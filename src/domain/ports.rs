use crate::domain::model::{ProbeResponse, ServiceEndpoint};
use crate::utils::error::Result;
use async_trait::async_trait;
use std::time::Duration;

/// Read-only probe against a target resource. Implementations must not
/// mutate downstream state; transport failures are returned as errors and
/// downgraded to "condition not yet met" by the poller.
#[async_trait]
pub trait Fetcher: Send + Sync {
    async fn fetch(&self, target: &str) -> Result<ProbeResponse>;
}

#[async_trait]
impl Fetcher for Box<dyn Fetcher> {
    async fn fetch(&self, target: &str) -> Result<ProbeResponse> {
        (**self).fetch(target).await
    }
}

impl std::fmt::Debug for dyn Fetcher {
    fn fmt(&self, f: &mut std::fmt::Formatter<'_>) -> std::fmt::Result {
        f.write_str("dyn Fetcher")
    }
}

/// Single seam for acquiring an authenticated probe against a service.
/// The returned fetcher carries whatever session context the login
/// established (cookies), so subsequent probes are authorized.
#[async_trait]
pub trait SessionProvider: Send + Sync {
    async fn acquire(&self, service: &ServiceEndpoint) -> Result<Box<dyn Fetcher>>;
}

/// Capability surface of a browser-driving layer. Keeping flows behind this
/// trait lets the automation engine be swapped without touching them, and
/// lets flow logic run against a scripted double in tests.
#[async_trait]
pub trait UiDriver: Send + Sync {
    async fn navigate(&mut self, url: &str) -> Result<()>;
    async fn fill_field(&mut self, name: &str, value: &str) -> Result<()>;
    async fn click(&mut self, selector: &str) -> Result<()>;
    async fn read_text(&mut self, selector: &str) -> Result<String>;
}

pub trait ProbeConfig: Send + Sync {
    fn max_attempts(&self) -> u32;
    fn interval(&self) -> Duration;
}
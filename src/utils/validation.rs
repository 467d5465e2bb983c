use crate::utils::error::{ProbeError, Result};
use url::Url;

pub trait Validate {
    fn validate(&self) -> Result<()>;
}

pub fn validate_url(field_name: &str, url_str: &str) -> Result<()> {
    if url_str.is_empty() {
        return Err(ProbeError::InvalidConfigValueError {
            field: field_name.to_string(),
            value: url_str.to_string(),
            reason: "URL cannot be empty".to_string(),
        });
    }

    match Url::parse(url_str) {
        Ok(url) => match url.scheme() {
            "http" | "https" => Ok(()),
            scheme => Err(ProbeError::InvalidConfigValueError {
                field: field_name.to_string(),
                value: url_str.to_string(),
                reason: format!("Unsupported URL scheme: {}", scheme),
            }),
        },
        Err(e) => Err(ProbeError::InvalidConfigValueError {
            field: field_name.to_string(),
            value: url_str.to_string(),
            reason: format!("Invalid URL format: {}", e),
        }),
    }
}

pub fn validate_positive_number(field_name: &str, value: u64, min_value: u64) -> Result<()> {
    if value < min_value {
        return Err(ProbeError::InvalidConfigValueError {
            field: field_name.to_string(),
            value: value.to_string(),
            reason: format!("Value must be at least {}", min_value),
        });
    }
    Ok(())
}

pub fn validate_non_empty_string(field_name: &str, value: &str) -> Result<()> {
    if value.trim().is_empty() {
        return Err(ProbeError::InvalidConfigValueError {
            field: field_name.to_string(),
            value: value.to_string(),
            reason: "Value cannot be empty or whitespace-only".to_string(),
        });
    }
    Ok(())
}

pub fn validate_required_field<'a, T>(field_name: &str, value: &'a Option<T>) -> Result<&'a T> {
    value.as_ref().ok_or_else(|| ProbeError::MissingConfigError {
        field: field_name.to_string(),
    })
}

──────────────────────────────

Action item: For each record above, print an exact copy.

Answer box:
filename src/domain/ports.rs
use crate::domain::model::{ProbeResponse, ServiceEndpoint};
use crate::utils::error::Result;
use async_trait::async_trait;
use std::time::Duration;

/// Read-only probe against a target resource. Implementations must not
/// mutate downstream state; transport failures are returned as errors and
/// downgraded to "condition not yet met" by the poller.
#[async_trait]
pub trait Fetcher: Send + Sync {
    async fn fetch(&self, target: &str) -> Result<ProbeResponse>;
}

#[async_trait]
impl Fetcher for Box<dyn Fetcher> {
    async fn fetch(&self, target: &str) -> Result<ProbeResponse> {
        (**self).fetch(target).await
    }
}

impl std::fmt::Debug for dyn Fetcher {
    fn fmt(&self, f: &mut std::fmt::Formatter<'_>) -> std::fmt::Result {
        f.write_str("dyn Fetcher")
    }
}

/// Single seam for acquiring an authenticated probe against a service.
/// The returned fetcher carries whatever session context the login
/// established (cookies), so subsequent probes are authorized.
#[async_trait]
pub trait SessionProvider: Send + Sync {
    async fn acquire(&self, service: &ServiceEndpoint) -> Result<Box<dyn Fetcher>>;
}

/// Capability surface of a browser-driving layer. Keeping flows behind this
/// trait lets the automation engine be swapped without touching them, and
/// lets flow logic run against a scripted double in tests.
#[async_trait]
pub trait UiDriver: Send + Sync {
    async fn navigate(&mut self, url: &str) -> Result<()>;
    async fn fill_field(&mut self, name: &str, value: &str) -> Result<()>;
    async fn click(&mut self, selector: &str) -> Result<()>;
    async fn read_text(&mut self, selector: &str) -> Result<String>;
}

pub trait ProbeConfig: Send + Sync {
    fn max_attempts(&self) -> u32;
    fn interval(&self) -> Duration;
}
filename src/utils/validation.rs
repository 467d5465e2bb983c
use crate::utils::error::{ProbeError, Result};
use url::Url;

pub trait Validate {
    fn validate(&self) -> Result<()>;
}

pub fn validate_url(field_name: &str, url_str: &str) -> Result<()> {
    if url_str.is_empty() {
        return Err(ProbeError::InvalidConfigValueError {
            field: field_name.to_string(),
            value: url_str.to_string(),
            reason: "URL cannot be empty".to_string(),
        });
    }

    match Url::parse(url_str) {
        Ok(url) => match url.scheme() {
            "http" | "https" => Ok(()),
            scheme => Err(ProbeError::InvalidConfigValueError {
                field: field_name.to_string(),
                value: url_str.to_string(),
                reason: format!("Unsupported URL scheme: {}", scheme),
            }),
        },
        Err(e) => Err(ProbeError::InvalidConfigValueError {
            field: field_name.to_string(),
            value: url_str.to_string(),
            reason: format!("Invalid URL format: {}", e),
        }),
    }
}

pub fn validate_positive_number(field_name: &str, value: u64, min_value: u64) -> Result<()> {
    if value < min_value {
        return Err(ProbeError::InvalidConfigValueError {
            field: field_name.to_string(),
            value: value.to_string(),
            reason: format!("Value must be at least {}", min_value),
        });
    }
    Ok(())
}

pub fn validate_non_empty_string(field_name: &str, value: &str) -> Result<()> {
    if value.trim().is_empty() {
        return Err(ProbeError::InvalidConfigValueError {
            field: field_name.to_string(),
            value: value.to_string(),
            reason: "Value cannot be empty or whitespace-only".to_string(),
        });
    }
    Ok(())
}

pub fn validate_required_field<'a, T>(field_name: &str, value: &'a Option<T>) -> Result<&'a T> {
    value.as_ref().ok_or_else(|| ProbeError::MissingConfigError {
        field: field_name.to_string(),
    })
}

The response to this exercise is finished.